Exercise brief
Find every line in the data that contains the word "ProgressBar". Return each of those lines.

Recorded information
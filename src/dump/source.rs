//! Core types for reading page/revision dumps

use crate::types::TimestampError;
use std::path::Path;
use thiserror::Error;

/// Errors that can occur while reading a dump
#[derive(Debug, Error)]
pub enum DumpError {
    #[error("IO error: {0}")]
    Io(#[from] std::io::Error),

    #[error("XML parse error: {0}")]
    XmlParse(String),

    #[error("Invalid dump format: {0}")]
    InvalidFormat(String),

    #[error("Missing <{element}> in {context}")]
    MissingField {
        element: &'static str,
        context: String,
    },

    #[error("Invalid <{element}> value '{value}'")]
    InvalidField { element: &'static str, value: String },

    #[error(transparent)]
    Timestamp(#[from] TimestampError),
}

impl From<quick_xml::Error> for DumpError {
    fn from(e: quick_xml::Error) -> Self {
        DumpError::XmlParse(e.to_string())
    }
}

/// Compression wrapping the XML stream
#[derive(Debug, Clone, Copy, PartialEq, Eq)]
pub enum DumpFormat {
    /// Uncompressed XML
    PlainXml,
    /// bzip2-compressed XML (`.xml.bz2`)
    Bzip2Xml,
    /// gzip-compressed XML (`.xml.gz`)
    GzipXml,
}

impl DumpFormat {
    /// Detect format from file path
    pub fn detect(path: &Path) -> Option<Self> {
        let name = path.file_name()?.to_str()?;
        let name_lower = name.to_lowercase();

        if name_lower.ends_with(".bz2") {
            Some(DumpFormat::Bzip2Xml)
        } else if name_lower.ends_with(".gz") {
            Some(DumpFormat::GzipXml)
        } else if name_lower.ends_with(".xml") {
            Some(DumpFormat::PlainXml)
        } else {
            None
        }
    }
}
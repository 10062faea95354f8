//! Run statistics and the verbose progress display

use crate::util::truncate_str;
use indicatif::{ProgressBar, ProgressDrawTarget, ProgressStyle};
use serde::Serialize;
use std::sync::atomic::{AtomicUsize, Ordering};
use std::time::Instant;

/// Totals for a finished (or running) scoring run
#[derive(Debug, Clone, Default, PartialEq, Serialize)]
pub struct RunStats {
    /// Rows written to the output
    pub rows_written: usize,
    /// Rows dropped because scoring failed
    pub rows_errored: usize,
    /// Pages read from the dumps, eligible or not
    pub pages_processed: usize,
    pub files_processed: usize,
    pub elapsed_seconds: f64,
    pub rows_per_second: f64,
}

impl RunStats {
    pub fn update_rate(&mut self) {
        if self.elapsed_seconds > 0.0 {
            self.rows_per_second = self.rows_written as f64 / self.elapsed_seconds;
        }
    }
}

/// Progress tracker for a scoring run
pub struct ScoreProgress {
    /// Spinner on stderr, verbose mode only
    progress_bar: Option<ProgressBar>,
    start_time: Instant,
    rows_written: AtomicUsize,
    rows_errored: AtomicUsize,
    pages_processed: AtomicUsize,
    files_processed: AtomicUsize,
}

impl ScoreProgress {
    pub fn new(verbose: bool) -> Self {
        let progress_bar = verbose.then(|| {
            let pb = ProgressBar::with_draw_target(None, ProgressDrawTarget::stderr());
            pb.set_style(
                ProgressStyle::default_spinner()
                    .template("{spinner:.green} [{elapsed_precise}] {pos} scored {msg}")
                    .unwrap_or_else(|_| ProgressStyle::default_spinner()),
            );
            pb
        });

        Self {
            progress_bar,
            start_time: Instant::now(),
            rows_written: AtomicUsize::new(0),
            rows_errored: AtomicUsize::new(0),
            pages_processed: AtomicUsize::new(0),
            files_processed: AtomicUsize::new(0),
        }
    }

    /// A row reached the output
    pub fn row_written(&self, title: &str, prediction: &str) {
        let written = self.rows_written.fetch_add(1, Ordering::Relaxed) + 1;

        if let Some(ref pb) = self.progress_bar {
            pb.inc(1);
            let elapsed = self.start_time.elapsed().as_secs_f64();
            let rate = if elapsed > 0.0 { written as f64 / elapsed } else { 0.0 };
            pb.set_message(format!(
                "{:.1} rows/s | {}: {}",
                rate,
                truncate_str(title, 30),
                prediction
            ));
        }
    }

    /// A row was dropped because its score failed
    pub fn row_errored(&self) {
        self.rows_errored.fetch_add(1, Ordering::Relaxed);
        if let Some(ref pb) = self.progress_bar {
            pb.inc(1);
        }
    }

    pub fn file_finished(&self, pages: usize) {
        self.pages_processed.fetch_add(pages, Ordering::Relaxed);
        self.files_processed.fetch_add(1, Ordering::Relaxed);
    }

    pub fn get_stats(&self) -> RunStats {
        let mut stats = RunStats {
            rows_written: self.rows_written.load(Ordering::Relaxed),
            rows_errored: self.rows_errored.load(Ordering::Relaxed),
            pages_processed: self.pages_processed.load(Ordering::Relaxed),
            files_processed: self.files_processed.load(Ordering::Relaxed),
            elapsed_seconds: self.start_time.elapsed().as_secs_f64(),
            rows_per_second: 0.0,
        };
        stats.update_rate();
        stats
    }

    pub fn finish(&self) {
        if let Some(ref pb) = self.progress_bar {
            let stats = self.get_stats();
            pb.finish_with_message(format!(
                "Done! {} rows, {} errors, {:.1} rows/s",
                stats.rows_written, stats.rows_errored, stats.rows_per_second
            ));
        }
    }

    /// Stop drawing without a final message, e.g. after a failed run
    pub fn abandon(&self) {
        if let Some(ref pb) = self.progress_bar {
            pb.abandon();
        }
    }
}
//! Small in-test models

use crate::model::{Feature, Measure, ModelError, ModelKind, QualityModel, Score};
use std::collections::BTreeMap;
use std::sync::atomic::{AtomicUsize, Ordering};

fn labels() -> Vec<String> {
    vec!["Stub".to_string(), "FA".to_string()]
}

/// Predicts FA for texts longer than ten characters and counts its calls
#[derive(Debug)]
pub struct CountingModel {
    kind: ModelKind,
    labels: Vec<String>,
    features: Vec<Feature>,
    calls: AtomicUsize,
}

impl CountingModel {
    pub fn new(kind: ModelKind) -> Self {
        Self {
            kind,
            labels: labels(),
            features: vec![Feature::new(Measure::Chars)],
            calls: AtomicUsize::new(0),
        }
    }

    pub fn calls(&self) -> usize {
        self.calls.load(Ordering::SeqCst)
    }
}

impl QualityModel for CountingModel {
    fn name(&self) -> &str {
        "counting"
    }

    fn kind(&self) -> ModelKind {
        self.kind
    }

    fn labels(&self) -> &[String] {
        &self.labels
    }

    fn features(&self) -> &[Feature] {
        &self.features
    }

    fn score(&self, values: &[f64]) -> Result<Score, ModelError> {
        self.calls.fetch_add(1, Ordering::SeqCst);
        let long = values[0] > 10.0;
        let score = Score::new(if long { "FA" } else { "Stub" });
        if !self.kind.has_probability() {
            return Ok(score);
        }
        let (p_stub, p_fa) = if long { (0.2, 0.8) } else { (0.8, 0.2) };
        let probability: BTreeMap<String, f64> =
            [("Stub".to_string(), p_stub), ("FA".to_string(), p_fa)].into_iter().collect();
        Ok(score.with_probability(probability))
    }
}

/// Refuses texts shorter than a minimum length
#[derive(Debug)]
pub struct FailingModel {
    kind: ModelKind,
    labels: Vec<String>,
    features: Vec<Feature>,
    min_chars: f64,
}

impl FailingModel {
    /// Fails on every text
    pub fn new(kind: ModelKind) -> Self {
        Self::below(kind, f64::INFINITY)
    }

    pub fn below(kind: ModelKind, min_chars: f64) -> Self {
        Self {
            kind,
            labels: labels(),
            features: vec![Feature::new(Measure::Chars)],
            min_chars,
        }
    }
}

impl QualityModel for FailingModel {
    fn name(&self) -> &str {
        "failing"
    }

    fn kind(&self) -> ModelKind {
        self.kind
    }

    fn labels(&self) -> &[String] {
        &self.labels
    }

    fn features(&self) -> &[Feature] {
        &self.features
    }

    fn score(&self, values: &[f64]) -> Result<Score, ModelError> {
        if values[0] < self.min_chars {
            return Err(ModelError::Classification(format!(
                "text of {} chars is too short",
                values[0]
            )));
        }
        Ok(Score::new("FA"))
    }
}

#[derive(Debug)]
pub struct PanickingModel;

impl QualityModel for PanickingModel {
    fn name(&self) -> &str {
        "panicking"
    }

    fn kind(&self) -> ModelKind {
        ModelKind::Classifier
    }

    fn labels(&self) -> &[String] {
        &[]
    }

    fn features(&self) -> &[Feature] {
        &[]
    }

    fn score(&self, _values: &[f64]) -> Result<Score, ModelError> {
        panic!("model exploded");
    }
}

Your solution
use indicatif::{ProgressBar, ProgressDrawTarget, ProgressStyle};
    progress_bar: Option<ProgressBar>,
            let pb = ProgressBar::with_draw_target(None, ProgressDrawTarget::stderr());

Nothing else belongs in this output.